Maxwell is all set to play for London Spirit more than he did last summer but he is still set to cut his Hundred campaign short after been included in a 14-man squad to play six ODIs in August and September against Zimbabwe and New Zealand.

What are effectively T20 World Cup warm-up matches then follow for Aaron Finch’s men against India, West Indies and England in the lead-up to their defence of their maiden crown, less than a year after their glorious campaign in the UAE. 

Maxwell admitted he is already gearing up for Australia’s defence of their T20 World Cup

It is the tournament Maxwell – who hit 28 off 18 balls in the victory against New Zealand last November – already has his eye on, adding: ‘I am trying to get my own preparation done for the T20 World Cup, that is what my whole game is gearing towards at the moment.

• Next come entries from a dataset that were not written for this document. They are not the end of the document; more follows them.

// Copyright (c) Starcoin, Inc.
// SPDX-License-Identifier: Apache-2.0

//! The batcher: the faucet's main loop. Waits until no transaction is
//! pending, drains the queue under the batch timeout (or a flush signal),
//! filters the batch against the current balance projection and output
//! budget, materialises a transaction and arms the pending slot.

use super::{Faucet, FaucetState, PendingTransaction, QueuedRequest};
use crate::error::{FaucetError, FaucetResult};
use crate::transaction_builder::TransactionBuilder;
use faucet_types::{BaseToken, BasicOutput, Mana, OutputId, UnspentOutput};
use std::sync::Arc;
use std::time::Duration;
use tokio::sync::watch;
use tracing::debug;

/// Cooldown between loop iterations while a transaction is pending.
const PENDING_COOLDOWN: Duration = Duration::from_secs(1);

impl Faucet {
    /// Collects unspent outputs on the faucet address and batches the
    /// requests from the queue until the shutdown signal fires. Returns an
    /// error only for critical conditions; everything else is logged and
    /// the loop continues.
    pub async fn run(&self, mut shutdown: watch::Receiver<bool>) -> FaucetResult<()> {
        // set the initial faucet balance; a failure here is fatal
        self.compute_and_set_initial_balance()
            .await
            .map_err(|e| e.critical())?;

        loop {
            if *shutdown.borrow() {
                return Ok(());
            }

            match self.collect_requests_and_send_block(&mut shutdown).await {
                Ok(()) => {}
                Err(err) if err.is_critical() => return Err(err),
                Err(err) => self.log_soft_error(err),
            }
        }
    }

    async fn collect_requests_and_send_block(
        &self,
        shutdown: &mut watch::Receiver<bool>,
    ) -> FaucetResult<()> {
        // check if there is a pending transaction before issuing the next one
        let pending = self.state.read().await.pending_transaction.clone();
        if let Some(pending) = pending {
            debug!(
                "skip processing of new requests because a pending tx was found, blockID: {}, txID: {}",
                pending.block_id, pending.transaction_id
            );
            tokio::select! {
                _ = shutdown.changed() => {}
                _ = tokio::time::sleep(PENDING_COOLDOWN) => {}
            }
            return Ok(());
        }

        let batched_requests = match self.collect_requests(shutdown).await {
            Ok(requests) => requests,
            Err(FaucetError::OperationAborted) => return Ok(()),
            Err(err) => return Err(err),
        };

        debug!("collected {} requests", batched_requests.len());

        // the write lock spans the filter, the assembly and the submission,
        // so the pending slot is armed before a ledger update can race it
        let mut state = self.state.write().await;

        let (unspent_outputs, balance) = match self
            .collect_outputs_and_balance_without_locking(&state)
            .await
        {
            Ok(result) => result,
            Err(err) => {
                if err.is_critical() {
                    return Err(err);
                }
                self.log_soft_error(err);
                // re-add all collected requests back to the queue
                self.readd_requests_without_locking(&mut state, batched_requests);
                return Ok(());
            }
        };
        state.faucet_balance = balance;
        self.metrics.faucet_balance.set(balance as i64);

        if unspent_outputs.len() < 2 && batched_requests.is_empty() {
            // no need to sweep or send funds
            return Ok(());
        }

        let node_healthy = self.ledger.is_node_healthy().await;
        let processable_requests = self.process_requests_without_locking(
            &mut state,
            unspent_outputs.len(),
            balance,
            batched_requests,
            node_healthy,
        );

        debug!(
            "determined {} available unspent outputs and {} processable requests",
            unspent_outputs.len(),
            processable_requests.len()
        );

        if let Err(err) = self
            .send_faucet_block_without_locking(&mut state, unspent_outputs, &processable_requests)
            .await
        {
            if err.is_critical() {
                return Err(err);
            }
            // re-add the non-processed requests back to the queue
            self.readd_requests_without_locking(&mut state, processable_requests);
            self.log_soft_error(err);
        }

        Ok(())
    }

    /// Collects faucet requests until the batch timeout elapses, a flush is
    /// signaled, the maximum batch size is reached or the faucet is stopped.
    async fn collect_requests(
        &self,
        shutdown: &mut watch::Receiver<bool>,
    ) -> FaucetResult<Vec<Arc<QueuedRequest>>> {
        let mut queue_rx = self.queue_rx.lock().await;
        let mut flush_rx = self.flush_rx.lock().await;

        let max_outputs = self.protocol_parameters.max_outputs;
        let mut batched_requests = Vec::new();
        let mut flush = false;

        'collect: while batched_requests.len() < max_outputs {
            tokio::select! {
                _ = shutdown.changed() => {
                    // faucet was stopped
                    return Err(FaucetError::OperationAborted);
                }
                _ = tokio::time::sleep(self.options.batch_timeout) => {
                    // timeout was reached => stop collecting requests
                    break 'collect;
                }
                _ = flush_rx.recv() => {
                    // flush signal => end the batch early
                    flush = true;
                    break 'collect;
                }
                request = queue_rx.recv() => {
                    match request {
                        Some(request) => batched_requests.push(request),
                        // the sender half never closes while the faucet is alive
                        None => return Err(FaucetError::OperationAborted),
                    }
                }
            }
        }

        if flush {
            // drain everything that is queued right now, without waiting
            while batched_requests.len() < max_outputs {
                match queue_rx.try_recv() {
                    Ok(request) => batched_requests.push(request),
                    Err(_) => break,
                }
            }
        }

        Ok(batched_requests)
    }

    /// Processes all requests that fit the transaction size and the
    /// remaining funds of the faucet. Deferred requests (node unhealthy or
    /// no output slot left) go back to the queue; requests the balance can
    /// no longer cover are dropped. Write lock must be held by the caller.
    fn process_requests_without_locking(
        &self,
        state: &mut FaucetState,
        mut collected_requests_counter: usize,
        mut balance: BaseToken,
        batched_requests: Vec<Arc<QueuedRequest>>,
        node_healthy: bool,
    ) -> Vec<Arc<QueuedRequest>> {
        let max_outputs = self.protocol_parameters.max_outputs;
        let mut processed = Vec::new();
        let mut unprocessed = Vec::new();

        for request in batched_requests {
            if !node_healthy {
                // request can't be processed now => re-add it to the queue
                unprocessed.push(request);
                continue;
            }

            if collected_requests_counter >= max_outputs - 1 {
                // no output slot left, one is reserved for the remainder
                // => re-add it to the queue
                unprocessed.push(request);
                continue;
            }

            if balance < request.amount {
                // not enough funds to process this request => drop it, the
                // user has to request again once the balance recovered
                self.clear_request_without_locking(state, &request);
                continue;
            }

            balance -= request.amount;
            collected_requests_counter += 1;
            processed.push(request);
        }

        self.readd_requests_without_locking(state, unprocessed);

        processed
    }

    /// Creates the transaction builder with all inputs and batched requests.
    /// Returns the builder, the consumed input ids and the index of the
    /// remainder output (if one was added).
    async fn create_transaction_builder(
        &self,
        unspent_outputs: &[UnspentOutput],
        batched_requests: &[Arc<QueuedRequest>],
    ) -> (TransactionBuilder, Vec<OutputId>, Option<usize>) {
        let max_outputs = self.protocol_parameters.max_outputs;

        let mut builder = TransactionBuilder::new();
        builder.add_tagged_data_payload(self.options.tag_message.clone(), Vec::new());

        // collect all unspent outputs of the faucet address
        let mut output_count = 0usize;
        let mut remainder_amount: BaseToken = 0;
        for unspent_output in unspent_outputs {
            output_count += 1;
            remainder_amount = remainder_amount.saturating_add(unspent_output.output.amount);
            builder.add_input(unspent_output.clone());
        }
        let consumed_inputs = builder.input_ids();

        let mana_payout_per_output = self
            .compute_mana_payout(&builder, batched_requests.len())
            .await;

        // add all requests as outputs
        for request in batched_requests {
            output_count += 1;

            if output_count >= max_outputs - 1 {
                // do not collect further requests, the last slot is for the
                // remainder
                break;
            }

            if remainder_amount == 0 {
                break;
            }

            // not enough funds left => truncate the payout
            let base_token_amount = request.amount.min(remainder_amount);
            remainder_amount -= base_token_amount;

            builder.add_output(BasicOutput {
                amount: base_token_amount,
                mana: mana_payout_per_output,
                address: request.address,
            });
        }

        let remainder_output_index = (remainder_amount > 0).then(|| {
            builder.add_output(BasicOutput {
                amount: remainder_amount,
                mana: 0,
                address: self.address,
            })
        });

        (builder, consumed_inputs, remainder_output_index)
    }

    /// Decides the mana attached to each payout output. Payouts are halted
    /// (zero mana, soft error) when the faucet's stored mana would fall
    /// below the configured floor.
    async fn compute_mana_payout(
        &self,
        builder: &TransactionBuilder,
        batch_size: usize,
    ) -> Mana {
        // the exact slot of the transaction is not known yet; the latest
        // observed slot is close enough since only stored mana counts
        let latest_slot = self.ledger.latest_slot().await;

        let available = match builder.available_mana_inputs(latest_slot) {
            Ok(available) => available,
            Err(err) => {
                self.log_soft_error(FaucetError::TransactionBuild(format!(
                    "failed to calculate available mana balance: {err}"
                )));
                return 0;
            }
        };

        let total_payouts = match (batch_size as Mana).checked_mul(self.options.mana_amount) {
            Some(total) => total,
            None => {
                self.log_soft_error(FaucetError::TransactionBuild(
                    "failed to calculate required total mana for payouts".to_string(),
                ));
                return 0;
            }
        };

        match available.unbound_stored_mana.checked_sub(total_payouts) {
            None => {
                self.log_soft_error(FaucetError::TransactionBuild(format!(
                    "not enough mana left in the faucet to do the payouts: {} < {}",
                    available.unbound_stored_mana, total_payouts
                )));
                0
            }
            Some(remainder) if remainder <= self.options.mana_amount_min_faucet => {
                self.log_soft_error(FaucetError::TransactionBuild(format!(
                    "not enough mana left in the faucet: {} <= {}",
                    remainder, self.options.mana_amount_min_faucet
                )));
                0
            }
            Some(_) => self.options.mana_amount,
        }
    }

    /// Creates the faucet transaction payload, sends it to the block issuer
    /// and arms the pending slot. Write lock must be held by the caller.
    async fn send_faucet_block_without_locking(
        &self,
        state: &mut FaucetState,
        unspent_outputs: Vec<UnspentOutput>,
        batched_requests: &[Arc<QueuedRequest>],
    ) -> FaucetResult<()> {
        let (builder, consumed_inputs, remainder_output_index) = self
            .create_transaction_builder(&unspent_outputs, batched_requests)
            .await;

        let (signed_transaction, block_id) = self
            .ledger
            .submit_transaction_payload(
                builder,
                remainder_output_index,
                self.options.pow_worker_count,
            )
            .await
            .map_err(|err| {
                // the criticality decision belongs to the submitter, keep it
                let is_critical = err.is_critical();
                let wrapped = FaucetError::LedgerClient(format!(
                    "submit faucet transaction payload failed: {err}"
                ));
                if is_critical {
                    wrapped.critical()
                } else {
                    wrapped
                }
            })?;

        state.pending_transaction = Some(PendingTransaction {
            block_id,
            transaction_id: signed_transaction.transaction_id(),
            consumed_inputs,
            batched_requests: batched_requests.to_vec(),
        });

        self.metrics.issued_blocks.inc();
        self.events.emit_issued_block(block_id);

        Ok(())
    }
}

‘I want to use these conditions and the quality of teams and players in those teams to hopefully get myself prepared. 

‘I know I am only here for a short period of time and I have got a long nine months on the road, so it is about getting my body right and being injury free for all that time is gonna be key.

‘Especially being the wrong side of 30, you have to be doing all the right things around your training, and it is something I have been working really hard at to keep that consistency of training and gym work going to make sure I stay injury free.

‘This [the Hundred] is an exciting new tournament I wanted to be involved in anyway, so I am still going to approach the games the same I do every other game.’

The all-rounder hit 28 off 18 balls in the victory against New Zealand last November

It represents a hectic end to the year for Maxwell, who also revealed he would prefer to bowl a five-ball over rather than 10 consecutive balls in the Hundred, feeling he would not be able ‘to get away with’ it as a ‘standard off-spinner with not a lot of tricks.’

But as scrutiny increases on the jam-packed schedule for domestic and international players all over the world, the 33-year-old insists finding down time is becoming increasingly problematic. 

‘It is certainly difficult trying to pick and choose when you do get a break and it is hard when you’re travelling because there are still different [Covid] rules all over the place,’ he continued.

The 33-year-old insists finding down time in schedules is becoming increasingly problematic

‘When you are not having that freedom of just being able to move around and do normal things it can become quite draining, longer and harder on your body and you end up spending a lot of time laying on your bed.

‘You are sore and tired and it just compounds on yourself and makes it a lot harder to get through a series. 

‘For the domestic player trying to organise your own schedule and pick and choose what you do is a nightmare. I am probably going to be retiring at the right time [at this rate]!’